Strategie e contromisure
Se a Kiev riescono spettacolari colpi come quello dell’operazione Spiderweb, con l’attacco multiplo all’inizio di giugno a varie basi aeree in territorio russo, l’iniziativa è sempre in mano a Mosca, che, pur con alti costi, prosegue nella strategia di logoramento. Il presidente ucraino, che nel corso degli ultimi tre anni ha dovuto accantonare prima la formula di pace che nell’autunno del 2022 prevedeva colloqui con la Russia solo dopo il respingimento delle forze russe dal Donbass e dalla Crimea, poi il piano della vittoria presentato a Joe Biden nel 2024, è messo adesso in maggiore difficoltà sia dallo smarcamento netto di Trump sia dalla debolezza intrinseca della frazione dei volenterosi europei, che il Cremlino non prende nemmeno in considerazione.
Nuova telefonata tra Putin e Trump
Telegiornale 03.07.2025, 20:00
La posizione di Putin e le divisioni europee
Putin, forte della posizione sul terreno e avvantaggiato anche dalla piega che hanno preso le relazioni russo-statunitensi, in via di rimodulazione al di là della scacchiera ucraina, può contare sul fatto che anche all’interno dell’Unione le posizioni siano diversificate: se la Commissione e i cosiddetti volenterosi, trainati da Francia, Germania e Gran Bretagna, hanno lanciato a metà maggio un ultimatum per costringere la Russia alle trattative minacciando un nuovo giro di sanzioni, a giugno non sono stati capaci di approvare il previsto 18esimo pacchetto, che comunque al Cremlino non avrebbe fatto cambiare strategia.

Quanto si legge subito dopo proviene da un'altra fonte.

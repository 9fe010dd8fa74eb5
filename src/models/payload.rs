// SPDX-License-Identifier: MIT
// Copyright 2026 Roland Dreier <roland@rolandd.dev>

//! Shape normalization for list endpoints.

use serde::Deserialize;

/// A list response, either bare or wrapped in `{ "data": [...] }`.
///
/// Decoded once at the API boundary; callers only ever see a `Vec`.
#[derive(Debug, Clone, Deserialize)]
#[serde(untagged)]
pub enum ListPayload<T> {
    Bare(Vec<T>),
    Wrapped { data: Vec<T> },
}

impl<T> ListPayload<T> {
    pub fn into_vec(self) -> Vec<T> {
        match self {
            ListPayload::Bare(items) => items,
            ListPayload::Wrapped { data } => data,
        }
    }
}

L’inefficacia delle sanzioni e l’allarme ucraino
Anche nel caso delle restrizioni economiche e finanziarie, senza l’appoggio degli Stati Uniti, i provvedimenti non sono in grado di far correggere la rotta a Mosca come si vorrebbe a Bruxelles e nelle varie cancellerie europee. Da parte ucraina è stato lanciato più volte l’allarme per una situazione in via di deterioramento, sia per quanto concerne le vicende sul terreno e i deficit militari sempre maggiori, sia per un’unità diplomatica molto più di facciata che nei fatti: ma Zelensky non è in grado di condizionare le mosse degli alleati.
Il cambio di narrazione e le prospettive future
Quello che sta accadendo, con la guerra della propaganda che Kiev non sta più vincendo, pare essere invece il contrario: nonostante la retorica dei leader europei più vicini all’Ucraina, è cambiata in ogni caso la narrazione, che non prevede più la sconfitta della Russia e la riconquista dei territori occupati, bensì il raggiungimento della pace, con l’inizio delle trattative partendo dalla situazione attuale, come indicato anche nel piano ucraino consegnato a Mosca già a maggio.
Le decisioni militari e le loro conseguenze
Le decisioni, come quelle della Germania di non inviare i missili a lungo raggio Taurus, armi in grado di colpire direttamente la capitale russa, oppure quelle di limitare le forniture di altri sistemi offensivi - dagli Atacms (Army Tactical Missile System, missili balistici tattici statunitensi) agli Scalp-Storm Shadow (missili da crociera a lungo raggio) franco-britannici - hanno condizionato le capacità di reazione ucraine, costringendo Kiev allo status attuale.
Nell’ottica della proxy war (la guerra per procura, in cui le potenze maggiori si confrontano indirettamente attraverso il sostegno a parti opposte in un conflitto), sono gli alleati dell’Ucraina che ne hanno determinato in larga parte le possibilità di contrastare l’invasione russa e ora devono decidere cosa voler fare: se per gli USA la strada sembra essere imboccata, i volenterosi europei devono ancora mettersi d’accordo sui passi futuri. Nei prossimi giorni sono in calendario sia un summit dei volenterosi a Londra che un vertice per la ricostruzione a Roma, ma intanto il conflitto va avanti e l’ex repubblica sovietica è sempre più lacerata.